Unused pension can be passed to loved ones entirely tax-free if you die before age 75.
If you die after age 75, beneficiaries will pay income tax on any withdrawals, at their marginal tax rate.
Either way, there’s no IHT to worry about.
Pensions now provide a way of passing money down the generations, with the taxman potentially not seeing a penny of it, Selby says.
The pensions lifetime allowance is abolished from April 6, simplifying the pensions system and reducing the risk of incurring a 55 percent tax charge on larger pots.
If you’re at risk of being hit with a lifetime allowance tax charge, wait until April 6 to “crystallise” your pension.
This typically happens when you either take your tax-free cash, enter drawdown, buy an annuity or draw a lump sum direct from your pot.
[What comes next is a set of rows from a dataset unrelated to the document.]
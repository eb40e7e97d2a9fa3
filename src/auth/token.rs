//! Signed bearer-token codec.
//!
//! A token is `base64( hex(hmac_sha256(secret, payload)) "|" payload )`
//! where the payload is a JSON document carrying the user id and a Unix
//! expiry timestamp. Verification distinguishes malformed tokens, bad
//! signatures, and expired-but-authentic tokens.

use super::UserId;
use base64::Engine as _;
use base64::engine::general_purpose::STANDARD as BASE64;
use hmac::{Hmac, Mac};
use mockable::Clock;
use serde::{Deserialize, Serialize};
use sha2::Sha256;
use subtle::ConstantTimeEq as _;
use thiserror::Error;

type HmacSha256 = Hmac<Sha256>;

/// Token lifetime in seconds (seven days).
pub const TOKEN_TTL_SECS: i64 = 7 * 24 * 60 * 60;

/// Errors returned while issuing or verifying tokens.
#[derive(Debug, Error)]
pub enum TokenError {
    /// The token does not decode into a signature and payload pair.
    #[error("token is malformed")]
    Malformed,

    /// The payload does not match its signature.
    #[error("token signature mismatch")]
    SignatureMismatch,

    /// The token is authentic but past its expiry.
    #[error("token has expired")]
    Expired,

    /// The payload could not be serialised during issuance.
    #[error("token payload could not be encoded")]
    Encode(#[from] serde_json::Error),
}

#[derive(Debug, Serialize, Deserialize)]
struct TokenPayload {
    uid: u64,
    exp: i64,
}

/// Issues and verifies signed bearer tokens.
#[derive(Clone)]
pub struct TokenCodec {
    secret: String,
}

impl TokenCodec {
    /// Creates a codec signing with the given shared secret.
    #[must_use]
    pub fn new(secret: impl Into<String>) -> Self {
        Self {
            secret: secret.into(),
        }
    }

    /// Issues a token for `uid` expiring [`TOKEN_TTL_SECS`] from now.
    ///
    /// # Errors
    ///
    /// Returns [`TokenError::Encode`] when the payload cannot be
    /// serialised.
    pub fn issue(&self, uid: UserId, clock: &impl Clock) -> Result<String, TokenError> {
        let payload = serde_json::to_string(&TokenPayload {
            uid: uid.value(),
            exp: clock.utc().timestamp() + TOKEN_TTL_SECS,
        })?;
        let signature = self.sign(&payload)?;
        Ok(BASE64.encode(format!("{signature}|{payload}")))
    }

    /// Verifies a token and returns the user id it was issued for.
    ///
    /// # Errors
    ///
    /// Returns [`TokenError::Malformed`] when the token does not decode,
    /// [`TokenError::SignatureMismatch`] when the payload fails
    /// authentication, and [`TokenError::Expired`] for authentic tokens
    /// past their expiry.
    pub fn verify(&self, token: &str, clock: &impl Clock) -> Result<UserId, TokenError> {
        let decoded = BASE64.decode(token).map_err(|_| TokenError::Malformed)?;
        let decoded = String::from_utf8(decoded).map_err(|_| TokenError::Malformed)?;
        let (signature, payload) = decoded.split_once('|').ok_or(TokenError::Malformed)?;

        let expected = self.sign(payload)?;
        // Constant-time comparison to prevent timing attacks.
        if !bool::from(expected.as_bytes().ct_eq(signature.as_bytes())) {
            return Err(TokenError::SignatureMismatch);
        }

        let payload: TokenPayload =
            serde_json::from_str(payload).map_err(|_| TokenError::Malformed)?;
        if payload.exp <= clock.utc().timestamp() {
            return Err(TokenError::Expired);
        }
        Ok(UserId::new(payload.uid))
    }

    fn sign(&self, payload: &str) -> Result<String, TokenError> {
        // HMAC accepts keys of any length; the error arm is unreachable
        // in practice but propagated rather than panicked on.
        let mut mac = HmacSha256::new_from_slice(self.secret.as_bytes())
            .map_err(|_| TokenError::Malformed)?;
        mac.update(payload.as_bytes());
        Ok(hex::encode(mac.finalize().into_bytes()))
    }
}

#[cfg(test)]
mod tests {
    use super::*;
    use chrono::{DateTime, Duration, Local, Utc};
    use mockable::DefaultClock;
    use rstest::{fixture, rstest};

    struct FixedClock(DateTime<Utc>);

    impl Clock for FixedClock {
        fn local(&self) -> DateTime<Local> {
            self.0.with_timezone(&Local)
        }

        fn utc(&self) -> DateTime<Utc> {
            self.0
        }
    }

    #[fixture]
    fn codec() -> TokenCodec {
        TokenCodec::new("unit-test-secret")
    }

    #[rstest]
    fn round_trip_returns_the_issued_uid(codec: TokenCodec) -> eyre::Result<()> {
        let clock = DefaultClock;
        let token = codec.issue(UserId::new(42), &clock)?;

        let verified = codec.verify(&token, &clock)?;

        assert_eq!(verified, UserId::new(42));
        Ok(())
    }

    #[rstest]
    fn tampered_payload_fails_with_signature_mismatch(codec: TokenCodec) -> eyre::Result<()> {
        let clock = DefaultClock;
        let token = codec.issue(UserId::new(42), &clock)?;
        let decoded = String::from_utf8(BASE64.decode(&token)?)?;
        let (signature, payload) = decoded
            .split_once('|')
            .ok_or_else(|| eyre::eyre!("token missing separator"))?;
        let tampered_payload = payload.replace("42", "43");
        let tampered = BASE64.encode(format!("{signature}|{tampered_payload}"));

        let result = codec.verify(&tampered, &clock);

        assert!(matches!(result, Err(TokenError::SignatureMismatch)));
        Ok(())
    }

    #[rstest]
    fn expired_token_is_rejected_after_ttl(codec: TokenCodec) -> eyre::Result<()> {
        let issued_at = Utc::now();
        let token = codec.issue(UserId::new(7), &FixedClock(issued_at))?;
        let after_expiry = FixedClock(issued_at + Duration::seconds(TOKEN_TTL_SECS + 1));

        let result = codec.verify(&token, &after_expiry);

        assert!(matches!(result, Err(TokenError::Expired)));
        Ok(())
    }

    #[rstest]
    fn token_remains_valid_just_before_expiry(codec: TokenCodec) -> eyre::Result<()> {
        let issued_at = Utc::now();
        let token = codec.issue(UserId::new(7), &FixedClock(issued_at))?;
        let near_expiry = FixedClock(issued_at + Duration::seconds(TOKEN_TTL_SECS - 1));

        let verified = codec.verify(&token, &near_expiry)?;

        assert_eq!(verified, UserId::new(7));
        Ok(())
    }

    #[rstest]
    #[case("not-base64!!")]
    #[case("")]
    fn undecodable_tokens_are_malformed(codec: TokenCodec, #[case] token: &str) {
        // Empty input decodes to an empty string with no separator.
        let result = codec.verify(token, &DefaultClock);

        assert!(matches!(result, Err(TokenError::Malformed)));
    }

    #[rstest]
    fn decoded_text_without_separator_is_malformed(codec: TokenCodec) {
        let token = BASE64.encode("no separator here");

        let result = codec.verify(&token, &DefaultClock);

        assert!(matches!(result, Err(TokenError::Malformed)));
    }

    #[rstest]
    fn different_secret_fails_verification(codec: TokenCodec) -> eyre::Result<()> {
        let clock = DefaultClock;
        let token = codec.issue(UserId::new(42), &clock)?;
        let other = TokenCodec::new("a completely different secret");

        let result = other.verify(&token, &clock);

        assert!(matches!(result, Err(TokenError::SignatureMismatch)));
        Ok(())
    }
}
//! Error types for ingestion domain validation.

use thiserror::Error;

/// Errors returned while constructing ingestion domain values.
#[derive(Debug, Clone, Error, PartialEq, Eq)]
pub enum IngestDomainError {
    /// The scan frequency is zero minutes.
    #[error("scan frequency must be a positive number of minutes")]
    InvalidScanFrequency,
}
Once you start making pension withdrawals, the amount you can pay in again is reduced under the money purchase annual allowance (MPAA), designed to stop people from constantly recycling pension to generate tax relief.
This is currently £4,000 but will increase to £10,000 from April 6, giving older workers extra flexibility to build their retirement savings.
The MPAA is still well below the £60,000 annual allowance, though, so bear that in mind before first crystallising any pension as it will limit future contributions.
While doing all of this, remember to keep death benefit nominations up-to-date, to ensure the right people inherit your pot .
You’ve now got just a few days to deploy your pensions nuclear option. Don’t waste them.
Otherwise start planning to use next year’s pension allowances instead.